TASK DETAILS
Copy each line from the entries that the word "What" appears in.

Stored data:
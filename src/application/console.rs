#[cfg(test)]
#[path = "console_test.rs"]
mod tests;

use std::io::IsTerminal;
use std::path;

use anyhow::Result;
use dialoguer::Password;
use owo_colors::OwoColorize;
use owo_colors::Style;
use tokio::io::AsyncBufReadExt;
use tokio::io::BufReader;
use tokio::sync::mpsc;
use tokio::task;

use crate::domain::models::Action;
use crate::domain::models::ChatEntry;
use crate::domain::models::ChatId;
use crate::domain::models::Course;
use crate::domain::models::Event;
use crate::domain::models::FollowUp;
use crate::domain::models::Message;
use crate::domain::models::MessageType;
use crate::domain::models::PipelineStage;
use crate::domain::models::Registration;
use crate::domain::models::SavedSummary;
use crate::domain::models::Sender;
use crate::domain::models::SlashCommand;
use crate::domain::models::SlideCard;
use crate::domain::models::StudyKind;
use crate::domain::models::Theme;
use crate::domain::models::TranscriptItem;
use crate::domain::models::UserProfile;
use crate::domain::services::actions::help_text;

const LINE_WIDTH: usize = 100;

struct Palette {
    user: Style,
    ai: Style,
    warning: Style,
    error: Style,
    muted: Style,
    heading: Style,
}

impl Palette {
    fn for_theme(theme: Theme) -> Palette {
        match theme {
            Theme::Light => {
                return Palette {
                    user: Style::new().blue().bold(),
                    ai: Style::new().green().bold(),
                    warning: Style::new().yellow(),
                    error: Style::new().red(),
                    muted: Style::new().dimmed(),
                    heading: Style::new().black().bold(),
                };
            }
            Theme::Dark => {
                return Palette {
                    user: Style::new().bright_cyan().bold(),
                    ai: Style::new().bright_green().bold(),
                    warning: Style::new().bright_yellow(),
                    error: Style::new().bright_red(),
                    muted: Style::new().bright_black(),
                    heading: Style::new().bright_white().bold(),
                };
            }
        }
    }
}

/// What the console should do with one line of input.
#[derive(Debug, PartialEq, Eq)]
pub enum Dispatch {
    Send(Action),
    Print(Vec<String>),
    /// Prompt for a password, then send the login or registration.
    Credentials(Registration, bool),
    Quit,
    Nothing,
}

/// Mirror of the state the console needs to resolve list positions and answer
/// local commands without a round trip.
pub struct ConsoleView {
    colored: bool,
    theme: Theme,
    user: Option<UserProfile>,
    courses: Vec<Course>,
    selected_course: Option<i64>,
    summaries: Vec<SavedSummary>,
    chats: Vec<ChatEntry>,
    current_chat: Option<ChatId>,
    last_stage: PipelineStage,
}
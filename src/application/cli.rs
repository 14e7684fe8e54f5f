use std::io;
use std::path;

use anyhow::bail;
use anyhow::Result;
use clap::value_parser;
use clap::Arg;
use clap::ArgAction;
use clap::Command;
use clap_complete::generate;
use clap_complete::Generator;
use clap_complete::Shell;
use owo_colors::OwoColorize;
use tokio::fs;
use tokio::io::AsyncWriteExt;

use crate::configuration::Config;
use crate::configuration::ConfigKey;
use crate::domain::services::actions::help_text;

/// What `main` should do once arguments and config are resolved.
#[derive(Clone, Debug, PartialEq, Eq)]
pub enum RunMode {
    Console,
    Summarize(path::PathBuf),
}

fn print_completions<G: Generator>(gen: G, cmd: &mut Command) {
    generate(gen, cmd, cmd.get_name().to_string(), &mut io::stdout());
}

async fn create_config_file() -> Result<()> {
    let config_file_path_str = Config::default(ConfigKey::ConfigFile);
    let config_file_path = path::PathBuf::from(&config_file_path_str);
    if config_file_path.exists() {
        bail!(format!(
            "Config file already exists at {config_file_path_str}"
        ));
    }

    if let Some(parent) = config_file_path.parent() {
        if !parent.exists() {
            fs::create_dir_all(parent).await?;
        }
    }

    let mut file = fs::File::create(&config_file_path).await?;
    file.write_all(Config::serialize_default(build()).as_bytes())
        .await?;

    println!("Created default config file at {config_file_path_str}");
    return Ok(());
}

fn subcommand_completions() -> Command {
    return Command::new("completions")
        .about("Generates shell completions.")
        .arg(
            clap::Arg::new("shell")
                .short('s')
                .long("shell")
                .help("Which shell to generate completions for.")
                .action(ArgAction::Set)
                .value_parser(value_parser!(Shell))
                .required(true),
        );
}

fn subcommand_config() -> Command {
    return Command::new("config")
        .about("Configuration file options.")
        .subcommand(
            Command::new("create").about("Saves the default config file to the configuration file path. This command will fail if the file exists already.")
        )
        .subcommand(
            Command::new("default").about("Outputs the default configuration file to stdout.")
        )
        .subcommand(
            Command::new("path").about("Returns the default path for the configuration file.")
        );
}

fn subcommand_summarize() -> Command {
    return Command::new("summarize")
        .about("Uploads a single deck, prints its slide summaries, and exits. Signed in users get the summary saved to the matching course.")
        .arg(
            Arg::new("file")
                .help("Path to a .pptx deck.")
                .value_parser(value_parser!(path::PathBuf))
                .required(true),
        );
}

pub fn build() -> Command {
    let commands_text = help_text()
        .split('\n')
        .map(|line| {
            if line.starts_with('-') {
                return format!("  {line}");
            }
            if line.starts_with("COMMANDS:") {
                return format!("CONSOLE {line}").bold().underline().to_string();
            }
            return line.to_string();
        })
        .collect::<Vec<String>>()
        .join("\n");

    let about = format!(
        "{}\n\nVersion: {}",
        env!("CARGO_PKG_DESCRIPTION"),
        env!("CARGO_PKG_VERSION"),
    );

    return Command::new("lectern")
        .about(about)
        .author(env!("CARGO_PKG_AUTHORS"))
        .version(env!("CARGO_PKG_VERSION"))
        .after_help(commands_text)
        .arg_required_else_help(false)
        .subcommand(subcommand_summarize())
        .subcommand(subcommand_completions())
        .subcommand(subcommand_config())
        .arg(
            Arg::new(ConfigKey::ApiURL.to_string())
                .short('a')
                .long(ConfigKey::ApiURL.to_string())
                .env("LECTERN_API_URL")
                .num_args(1)
                .help(format!("Base URL of the Lectern backend. [default: {}]", Config::default(ConfigKey::ApiURL)))
                .global(true),
        )
        .arg(
            Arg::new(ConfigKey::RequestTimeout.to_string())
                .long(ConfigKey::RequestTimeout.to_string())
                .env("LECTERN_REQUEST_TIMEOUT")
                .num_args(1)
                .help(format!("Time to wait in milliseconds before a backend request times out. [default: {}]", Config::default(ConfigKey::RequestTimeout)))
                .global(true),
        )
        .arg(
            Arg::new(ConfigKey::StateFile.to_string())
                .long(ConfigKey::StateFile.to_string())
                .env("LECTERN_STATE_FILE")
                .num_args(1)
                .help(format!("File holding the sign-in token, selected course and theme between runs. [default: {}]", Config::default(ConfigKey::StateFile)))
                .global(true),
        )
        .arg(
            Arg::new(ConfigKey::ConfigFile.to_string())
                .short('c')
                .long(ConfigKey::ConfigFile.to_string())
                .env("LECTERN_CONFIG_FILE")
                .num_args(1)
                .help(format!("Path to configuration file [default: {}]", Config::default(ConfigKey::ConfigFile)))
                .global(true),
        );
}

/// Parses arguments, loads config, and handles the subcommands that finish on
/// their own. `None` means there is nothing left to run.
pub async fn parse() -> Result<Option<RunMode>> {
    let matches = build().get_matches();

    match matches.subcommand() {
        Some(("summarize", subcmd_matches)) => {
            Config::load(build(), vec![&matches, subcmd_matches]).await?;
            let file = match subcmd_matches.get_one::<path::PathBuf>("file") {
                Some(file) => file.clone(),
                None => {
                    subcommand_summarize().print_long_help()?;
                    return Ok(None);
                }
            };

            return Ok(Some(RunMode::Summarize(file)));
        }
        Some(("completions", subcmd_matches)) => {
            if let Some(completions) = subcmd_matches.get_one::<Shell>("shell").copied() {
                let mut app = build();
                print_completions(completions, &mut app);
            }
            return Ok(None);
        }
        Some(("config", subcmd_matches)) => match subcmd_matches.subcommand() {
            Some(("create", _)) => {
                create_config_file().await?;
                return Ok(None);
            }
            Some(("default", _)) => {
                println!("{}", Config::serialize_default(build()));
                return Ok(None);
            }
            Some(("path", _)) => {
                println!("{}", Config::default(ConfigKey::ConfigFile));
                return Ok(None);
            }
            _ => {
                subcommand_config().print_long_help()?;
                return Ok(None);
            }
        },
        _ => {
            Config::load(build(), vec![&matches]).await?;
        }
    }

    return Ok(Some(RunMode::Console));
}
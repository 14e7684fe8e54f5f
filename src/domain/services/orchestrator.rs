use std::str::FromStr;
use std::sync::Arc;
use std::sync::Mutex;
use std::sync::MutexGuard;
use std::sync::PoisonError;

use tokio::sync::mpsc;

use super::AppState;
use super::LocalStore;
use super::StoreKey;
use super::Ticket;
use crate::domain::models::BackendBox;
use crate::domain::models::Event;
use crate::domain::models::Message;
use crate::domain::models::MessageType;
use crate::domain::models::Sender;
use crate::domain::models::Theme;
use crate::domain::models::TranscriptItem;

/// Shared handle every flow runs against. Cloning is cheap and all clones see
/// the same state.
///
/// The state lock is only ever taken inside synchronous sections. No guard may
/// be held across an `.await`.
#[derive(Clone)]
pub struct Orchestrator {
    backend: BackendBox,
    state: Arc<Mutex<AppState>>,
    store: Arc<LocalStore>,
    tx: mpsc::UnboundedSender<Event>,
}

impl Orchestrator {
    pub fn new(
        backend: BackendBox,
        store: LocalStore,
        tx: mpsc::UnboundedSender<Event>,
    ) -> Orchestrator {
        let theme = store
            .get(StoreKey::Theme)
            .and_then(|value| return Theme::from_str(&value).ok())
            .unwrap_or_default();

        let app_state = AppState {
            theme,
            ..AppState::default()
        };

        return Orchestrator {
            backend,
            state: Arc::new(Mutex::new(app_state)),
            store: Arc::new(store),
            tx,
        };
    }

    pub fn state(&self) -> MutexGuard<'_, AppState> {
        return self.state.lock().unwrap_or_else(PoisonError::into_inner);
    }

    pub fn backend(&self) -> &BackendBox {
        return &self.backend;
    }

    pub fn store(&self) -> &LocalStore {
        return &self.store;
    }

    pub fn token(&self) -> Option<String> {
        return self.state().auth.token();
    }

    pub fn ticket(&self) -> Ticket {
        return self.state().ticket();
    }

    pub fn is_live(&self, ticket: &Ticket) -> bool {
        return self.state().is_live(ticket);
    }

    pub fn emit(&self, event: Event) {
        if self.tx.send(event).is_err() {
            tracing::debug!("event receiver dropped");
        }
    }

    /// Appends to the visible chat.
    pub fn append(&self, item: TranscriptItem) {
        let first_item = {
            let mut state = self.state();
            state.chats.append(item.clone());
            state.chats.current().items().len() == 1
        };

        self.emit(Event::TranscriptAppended(item));
        if first_item {
            self.emit_chat_list();
        }
    }

    /// Appends to the chat a flow started in. The item is only shown when that
    /// chat is still the visible one.
    pub fn append_to(&self, ticket: &Ticket, item: TranscriptItem) {
        let (visible, first_item) = {
            let mut state = self.state();
            if !state.chats.append_to(&ticket.chat_id, item.clone()) {
                return;
            }
            let first_item = state
                .chats
                .get(&ticket.chat_id)
                .map(|chat| return chat.items().len() == 1)
                .unwrap_or(false);
            (state.chats.current_id() == ticket.chat_id, first_item)
        };

        if visible {
            self.emit(Event::TranscriptAppended(item));
        }
        if first_item {
            self.emit_chat_list();
        }
    }

    pub fn notify(&self, mtype: MessageType, text: &str) {
        self.append(TranscriptItem::Message(Message::new_with_type(
            Sender::Ai,
            mtype,
            text,
        )));
    }

    pub fn notify_to(&self, ticket: &Ticket, mtype: MessageType, text: &str) {
        self.append_to(
            ticket,
            TranscriptItem::Message(Message::new_with_type(Sender::Ai, mtype, text)),
        );
    }

    pub fn emit_chat_list(&self) {
        let (entries, current) = {
            let state = self.state();
            (state.chats.entries(), state.chats.current_id())
        };
        self.emit(Event::ChatListChanged(entries, current));
    }

    /// Writes through to the local store. Failures are logged and otherwise
    /// ignored, the in-memory state stays authoritative for this run.
    pub fn remember(&self, key: StoreKey, value: Option<&str>) {
        let res = match value {
            Some(value) => self.store.set(key, value),
            None => self.store.remove(key),
        };

        if let Err(err) = res {
            tracing::warn!(key = %key, error = ?err, "failed to update local state");
        }
    }

    pub fn toggle_theme(&self) -> Theme {
        let theme = {
            let mut state = self.state();
            state.theme = state.theme.toggled();
            state.theme
        };

        self.remember(StoreKey::Theme, Some(&theme.to_string()));
        self.emit(Event::ThemeChanged(theme));

        return theme;
    }
}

EXERCISE SOLUTION
/// What the console should do with one line of input.
/// What `main` should do once arguments and config are resolved.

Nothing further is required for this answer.